É que este Star Trek é o fim do futuro como o conhecemos. O filme, que tem sido muito bem recebido pela crítica, troca as voltas a algumas verdades adquiridas sobre as personagens, mas é sobretudo (e talvez pela primeira vez) um Trek de aventura (espacial), de comédia e diversão para as massas. "Para mim, é uma espécie de reencontro entre o fundamental da série, Os Eleitos (de Philip Kaufman, 1983) e a trilogia original de Guerra das Estrelas. É um filme de ficção científica moderno", diz o produtor Jeffrey Chernov.
"O J.J. não mexeu com muita coisa", desmistifica Zoe Saldana em Paris. Ainda assim, a actriz responde sem hesitar que "sim", tem medo de desapontar os fãs. "Porque os fãs são os responsáveis por manter esta herança viva por mais de 40 anos". Isto apesar de saber que "Star Trek estava a definhar".
Talvez Lev Grossman, colunista da revista Time, resuma melhor o que vai na alma dos fãs perante este reboot: "Star Trek sempre foi, no âmago, um franchise propriedade dos fãs". Mas sabe que agora, aconteça o que acontecer, "já não haverá aquela sensação de intimidade que dizia aos fãs que o que estavam a ver era secretamente deles. Isso está tudo no passado. Agora é o futuro".
Esse futuro tem o toque de Abrams e as influências supracitadas, além da "tecnologia e recursos" que faltavam aos anteriores, comenta Zachary Quinto. Mas o que se mantém é a ideologia seminal Trek, a tal visão de um futuro potencialmente radioso. "Star Trek está profundamente envolvido na ideia da busca do melhor que há em nós", explica, por e-mail, Rhonda Wilcox, docente universitária e autora do capítulo sobre Star Trek no livro The Essential Cult TV Reader, prestes a ser editado. "Reconhece que os humanos (verdes, vermelhos, negros ou brancos) têm falhas, mas que podem conseguir algo mais. Soa-me a um voto em Obama. E penso que continua a ser um mito para os nossos tempos".
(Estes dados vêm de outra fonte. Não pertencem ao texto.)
/// Validates a production mix.
///
/// Checks:
/// 1. No duplicate product or resource IDs
/// 2. Finite profits
/// 3. Non-negative, finite availabilities, needs and minimum outputs
/// 4. Needs reference declared resources
pub fn validate_production(products: &[Product], resources: &[ProductionResource]) -> ValidationResult {
    let mut errors = Vec::new();

    let mut resource_ids = HashSet::new();
    for (i, r) in resources.iter().enumerate() {
        if !resource_ids.insert(r.id.as_str()) {
            errors.push(ValidationError::new(
                ValidationErrorKind::DuplicateId,
                format!("resources[{i}].id"),
                format!("duplicate resource ID: {}", r.id),
            ));
        }
        non_negative(&mut errors, format!("resources[{i}].available"), "availability", r.available);
    }

    let mut product_ids = HashSet::new();
    for (i, p) in products.iter().enumerate() {
        if !product_ids.insert(p.id.as_str()) {
            errors.push(ValidationError::new(
                ValidationErrorKind::DuplicateId,
                format!("products[{i}].id"),
                format!("duplicate product ID: {}", p.id),
            ));
        }
        if !p.profit.is_finite() {
            errors.push(ValidationError::new(
                ValidationErrorKind::NegativeValue,
                format!("products[{i}].profit"),
                format!("profit must be finite, got {}", p.profit),
            ));
        }
        non_negative(&mut errors, format!("products[{i}].min_output"), "minimum output", p.min_output);

        let mut needs: Vec<_> = p.needs.iter().collect();
        needs.sort_by(|a, b| a.0.cmp(b.0));
        for (res, &amount) in needs {
            if !resource_ids.contains(res.as_str()) {
                errors.push(ValidationError::new(
                    ValidationErrorKind::UnknownResource,
                    format!("products[{i}].needs.{res}"),
                    format!("product '{}' references unknown resource '{res}'", p.id),
                ));
            }
            non_negative(&mut errors, format!("products[{i}].needs.{res}"), "need", amount);
        }
    }

    finish(errors)
}

#[cfg(test)]
mod tests {
    use super::*;
    use crate::models::{Edge, Node, Shift, ShiftKind};

    fn line() -> FlowNetwork {
        FlowNetwork::new()
            .with_node(Node::source("s", 5.0))
            .with_node(Node::intermediate("m"))
            .with_node(Node::sink("t"))
            .with_edge(Edge::new("s", "m", 10.0).with_cost(2.0))
            .with_edge(Edge::new("m", "t", 5.0).with_cost(3.0))
    }

    fn kinds(result: ValidationResult) -> Vec<ValidationErrorKind> {
        result.unwrap_err().into_iter().map(|e| e.kind).collect()
    }

    #[test]
    fn test_valid_network() {
        assert!(validate_network(&line(), NetworkShape::SingleCommodity).is_ok());
        assert!(validate_network(&line(), NetworkShape::MultiTerminal).is_ok());
    }

    #[test]
    fn test_edge_problems_name_their_field() {
        let net = line()
            .with_edge(Edge::new("s", "m", 1.0))
            .with_edge(Edge::new("m", "m", 1.0))
            .with_edge(Edge::new("m", "ghost", -3.0));

        let errors = validate_network(&net, NetworkShape::SingleCommodity).unwrap_err();
        let fields: Vec<&str> = errors.iter().map(|e| e.field.as_str()).collect();
        assert!(fields.contains(&"edges[2]"));
        assert!(fields.contains(&"edges[3]"));
        assert!(fields.contains(&"edges[4].to"));
        assert!(fields.contains(&"edges[4].capacity"));

        let kinds: Vec<_> = errors.iter().map(|e| e.kind).collect();
        assert!(kinds.contains(&ValidationErrorKind::DuplicateEdge));
        assert!(kinds.contains(&ValidationErrorKind::SelfLoop));
        assert!(kinds.contains(&ValidationErrorKind::UnknownNode));
        assert!(kinds.contains(&ValidationErrorKind::NegativeValue));
    }

    #[test]
    fn test_role_counts_by_shape() {
        let two_sources = line().with_node(Node::source("s2", 1.0)).with_edge(Edge::new("s2", "t", 1.0));
        assert_eq!(
            kinds(validate_network(&two_sources, NetworkShape::SingleCommodity)),
            vec![ValidationErrorKind::RoleCount]
        );
        assert!(validate_network(&two_sources, NetworkShape::MultiTerminal).is_ok());

        let no_sink = FlowNetwork::new().with_node(Node::source("s", 1.0));
        assert!(kinds(validate_network(&no_sink, NetworkShape::MultiTerminal))
            .contains(&ValidationErrorKind::RoleCount));
    }

    #[test]
    fn test_nan_is_rejected() {
        let net = line().with_edge(Edge::new("s", "t", 1.0).with_time(f64::NAN));
        let errors = validate_network(&net, NetworkShape::SingleCommodity).unwrap_err();
        assert_eq!(errors.len(), 1);
        assert_eq!(errors[0].field, "edges[2].time");
    }

    #[test]
    fn test_missions() {
        let resources = vec![MissionResource::new("drones", 2), MissionResource::new("drones", 1)];
        let missions = vec![
            Mission::new("M1", 0).with_requirement("drones", 1),
            Mission::new("M2", 3).with_requirement("tanks", 1),
        ];
        let errors = validate_missions(&missions, &resources).unwrap_err();
        let kinds: Vec<_> = errors.iter().map(|e| e.kind).collect();
        assert!(kinds.contains(&ValidationErrorKind::DuplicateId));
        assert!(kinds.contains(&ValidationErrorKind::InvalidDuration));
        assert!(kinds.contains(&ValidationErrorKind::UnknownResource));
        assert_eq!(errors.len(), 3);

        let ok = validate_missions(&[Mission::new("M1", 2).with_requirement("drones", 1)], &resources[..1]);
        assert!(ok.is_ok());
    }

    #[test]
    fn test_staffing_references() {
        let calendar = StaffingCalendar::new(
            vec!["Mon".into(), "Tue".into()],
            vec![Shift::new("Morning", ShiftKind::Morning)],
            vec!["nurse".into()],
        );
        let demand = StaffingDemand::new()
            .with("Mon", "Morning", "nurse", 1)
            .with("Wed", "Night", "nurse", 1);
        let candidates = vec![
            Candidate::new("A", 10.0).with_skill("surgeon").unavailable_on("Fri"),
            Candidate::new("A", -1.0).with_shift_bounds(3, 1),
        ];

        let errors = validate_staffing(&calendar, &demand, &candidates).unwrap_err();
        let fields: Vec<&str> = errors.iter().map(|e| e.field.as_str()).collect();
        assert!(fields.contains(&"demand[1].day"));
        assert!(fields.contains(&"demand[1].shift"));
        assert!(fields.contains(&"candidates[0].qualifications[0]"));
        assert!(fields.contains(&"candidates[0].availability.Fri"));
        assert!(fields.contains(&"candidates[1]"));
        assert!(fields.contains(&"candidates[1].hire_cost"));
        assert!(fields.contains(&"candidates[1].min_shifts"));
    }

    #[test]
    fn test_production() {
        let resources = vec![ProductionResource::new("wood", 10.0), ProductionResource::new("labor", -1.0)];
        let products = vec![
            Product::new("chair", 3.0).with_need("wood", 1.0).with_need("steel", 2.0),
            Product::new("chair", f64::NAN).with_need("wood", -1.0),
        ];
        let errors = validate_production(&products, &resources).unwrap_err();
        let fields: Vec<&str> = errors.iter().map(|e| e.field.as_str()).collect();
        assert_eq!(
            fields,
            vec![
                "resources[1].available",
                "products[0].needs.steel",
                "products[1].id",
                "products[1].profit",
                "products[1].needs.wood",
            ]
        );

        let ok = validate_production(&[Product::new("chair", -2.0).with_need("wood", 1.0)], &resources[..1]);
        assert!(ok.is_ok());
    }

    #[test]
    fn test_empty_calendar() {
        let calendar = StaffingCalendar::new(Vec::new(), Vec::new(), Vec::new());
        let errors = validate_staffing(&calendar, &StaffingDemand::new(), &[]).unwrap_err();
        assert_eq!(errors[0].kind, ValidationErrorKind::EmptyCalendar);
    }
}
E o que pensará o espectador do século XXI do novo Trek? Os envolvidos têm contrato para três filmes e o segundo já tem guião planeado, embora se mantenham cautelosos. David Lavery, autor de um livro sobre Perdidos, lembra que Abrams "tem muito em jogo" neste fim-de-semana de estreia. "Se isto fosse um desastre, ele estaria possivelmente a olhar para o final da sua carreira no cinema", dado que Missão: Impossível III não foi propriamente um triunfo e que tentou, sem êxito, ser o desfibrilador de Super-Homem antes de Bryan Singer fazer o seu filme em 2006. "Talvez esta seja a herança de Abrams, talvez ele seja um campeão dos reboots".
J.J. Abrams admite apenas o entusiasmo de prosseguir neste novo Trek das estrelas. "Estaria a mentir se não dissesse que estamos excitados com o que pode acontecer a seguir. E perante a ideia de ver estas personagens continuar a viver, um estúdio não pensaria duas vezes: é ter um franchise lucrativo. Mas essa é a última razão pela qual estamos a fazer isto".